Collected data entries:
· · · · · · ·
//! Incoming HTTP request type.

use std::collections::HashMap;

use bytes::Bytes;
use http::HeaderMap;

use crate::method::Method;

/// An incoming HTTP request, with its body fully collected and its path
/// parameters already extracted by the [`Router`](crate::Router).
pub struct Request {
    method: Method,
    path: String,
    headers: HeaderMap,
    body: Bytes,
    params: HashMap<String, String>,
}

impl Request {
    pub(crate) fn new(
        method: Method,
        path: String,
        headers: HeaderMap,
        body: Bytes,
        params: HashMap<String, String>,
    ) -> Self {
        Self { method, path, headers, body, params }
    }

    pub fn method(&self) -> Method { self.method }
    pub fn path(&self) -> &str { &self.path }
    pub fn headers(&self) -> &HeaderMap { &self.headers }
    pub fn body(&self) -> &[u8] { &self.body }

    /// Case-insensitive header lookup. Values that are not visible ASCII
    /// read as absent.
    pub fn header(&self, name: &str) -> Option<&str> {
        self.headers.get(name).and_then(|v| v.to_str().ok())
    }

    /// Returns a named path parameter.
    ///
    /// For a route `/users/{id}`, `req.param("id")` on `/users/42` returns `Some("42")`.
    pub fn param(&self, key: &str) -> Option<&str> {
        self.params.get(key).map(String::as_str)
    }
}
· · · · · · ·
Assignment
What you should produce is an exact copy of the records above.

Exercise solution
//! Incoming HTTP request type.

use std::collections::HashMap;

use bytes::Bytes;
use http::HeaderMap;

use crate::method::Method;

/// An incoming HTTP request, with its body fully collected and its path
/// parameters already extracted by the [`Router`](crate::Router).
pub struct Request {
    method: Method,
    path: String,
    headers: HeaderMap,
    body: Bytes,
    params: HashMap<String, String>,
}

impl Request {
    pub(crate) fn new(
        method: Method,
        path: String,
        headers: HeaderMap,
        body: Bytes,
        params: HashMap<String, String>,
    ) -> Self {
        Self { method, path, headers, body, params }
    }

    pub fn method(&self) -> Method { self.method }
    pub fn path(&self) -> &str { &self.path }
    pub fn headers(&self) -> &HeaderMap { &self.headers }
    pub fn body(&self) -> &[u8] { &self.body }

    /// Case-insensitive header lookup. Values that are not visible ASCII
    /// read as absent.
    pub fn header(&self, name: &str) -> Option<&str> {
        self.headers.get(name).and_then(|v| v.to_str().ok())
    }

    /// Returns a named path parameter.
    ///
    /// For a route `/users/{id}`, `req.param("id")` on `/users/42` returns `Some("42")`.
    pub fn param(&self, key: &str) -> Option<&str> {
        self.params.get(key).map(String::as_str)
    }
}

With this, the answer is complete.